Last month, software tool vendor Atlassian suffered a major network outage that lasted two weeks and affected more than 400 of its more than 200,000 customers. The interruption removed several of their products, including Jira, Confluence, Atlassian Access, Opsgenie and Statuspage.
Although only a few customers were affected in the full two weeks, the break was significant in terms of the depth of the problems found by the company’s engineers and the length of time they had to walk to find and fix the problems.
The outage was the result of a series of nasty internal errors by Atlassian’s own staff, not the result of cyberattacks or malware. After all, no customer has lost more than a few minutes of data transactions, and most customers have not noticed any downtime.
What is interesting about the whole situation with the interruption of Atlassian is how badly they managed to inform their clients about the incident and then how in the end published a long blog post that goes into great detail regarding the circumstances.
It is rare for a provider who has been affected by such a massive and public outage to make an effort to carefully put together what happened and why, and to provide a roadmap from which others can learn.
In the publication, they carefully describe their existing IT infrastructure, point out the shortcomings in their disaster recovery program, how to correct its shortcomings to prevent future disruptions, and describe the timing, work processes and ways in which they intend to improve their processes.
The document is candid, factual and full of important findings and should be a must-read for any engineering and network manager. It should be used as a template for any business that depends on software to find and correct similar mistakes you may have made, and also serve as a discussion framework for honestly evaluating your own disaster recovery books.

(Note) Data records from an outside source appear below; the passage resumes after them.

fn clean_nodes(nodes: Vec<Node>, policy: &HtmlPolicy, out: &mut Vec<Node>) {
    for node in nodes {
        match node {
            Node::Text(text) => push_text(out, &text),
            Node::Element(el) => {
                if policy.drop_content_tags.contains(&el.name) {
                    debug!(tag = %el.name, "Dropped element with content");
                    continue;
                }
                if !policy.allowed_tags.contains(&el.name) {
                    clean_nodes(el.children, policy, out);
                    continue;
                }

                let attributes = clean_attributes(&el.name, el.attributes, policy);
                let mut children = Vec::new();
                clean_nodes(el.children, policy, &mut children);
                out.push(Node::Element(Element {
                    name: el.name,
                    attributes,
                    children,
                }));
            }
        }
    }
}

fn clean_attributes(
    tag: &str,
    attributes: Vec<(String, String)>,
    policy: &HtmlPolicy,
) -> Vec<(String, String)> {
    let mut kept: Vec<(String, String)> = Vec::new();

    for (name, value) in attributes {
        if name.starts_with("on") || !policy.allows_attribute(tag, &name) {
            continue;
        }
        if URL_ATTRIBUTES.contains(&name.as_str()) && !policy.is_safe_url(tag, &name, &value) {
            debug!(tag, attribute = %name, "Dropped unsafe URL attribute");
            continue;
        }
        kept.push((name, strip_dangerous_schemes(&value)));
    }

    let opens_window = kept
        .iter()
        .any(|(k, v)| k == "target" && v.eq_ignore_ascii_case("_blank"));
    if tag == "a" && opens_window {
        kept.retain(|(k, _)| k != "rel");
        kept.push(("rel".to_string(), "noopener noreferrer".to_string()));
    }

    kept
}

fn serialize(nodes: &[Node], out: &mut String) {
    for node in nodes {
        match node {
            Node::Text(text) => out.push_str(&escape_text(&strip_dangerous_schemes(text))),
            Node::Element(el) => {
                out.push('<');
                out.push_str(&el.name);
                for (name, value) in &el.attributes {
                    out.push(' ');
                    out.push_str(name);
                    out.push_str("=\"");
                    out.push_str(&escape_attribute(value));
                    out.push('"');
                }
                out.push('>');

                if VOID_ELEMENTS.contains(&el.name.as_str()) {
                    continue;
                }
                serialize(&el.children, out);
                out.push_str("</");
                out.push_str(&el.name);
                out.push('>');
            }
        }
    }
}

/// Sanitize untrusted markup against a policy
pub fn sanitize_html(input: &str, policy: &HtmlPolicy) -> String {
    let input = match policy.max_length {
        Some(max) if input.chars().count() > max => {
            let cut = input
                .char_indices()
                .nth(max)
                .map(|(i, _)| i)
                .unwrap_or(input.len());
            &input[..cut]
        }
        _ => input,
    };

    let tree = parse(input, policy.max_depth);
    let mut cleaned = Vec::new();
    clean_nodes(tree, policy, &mut cleaned);

    let mut out = String::with_capacity(input.len());
    serialize(&cleaned, &mut out);
    out
}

Lessons learned from the incident
The problems began when the company decided to delete a legacy application that had become redundant by purchasing functionally similar software. However, they made the mistake of appointing two different teams with separate but related responsibilities. One team asked for the redundant application to be deleted, but another was tasked with figuring out how to actually accomplish the task. This was to raise some red flags immediately.
Both teams did not use the same language and parameters and as a result had immediate communication problems. For example, one team uses the application ID to identify the software that needs to be deleted, but the other team thinks it is talking about the ID for the entire cloud instance where the applications are located.
Lesson 1: Improve internal and external communication
The teams that require changes to the network and the team that actually implements them must be the same. If not, then you need to put in solid communication tools to make sure they are in sync, use the same language and have accurate procedures. Due to incorrect communication, Atlassian engineers did not realize the extent of their error for several days.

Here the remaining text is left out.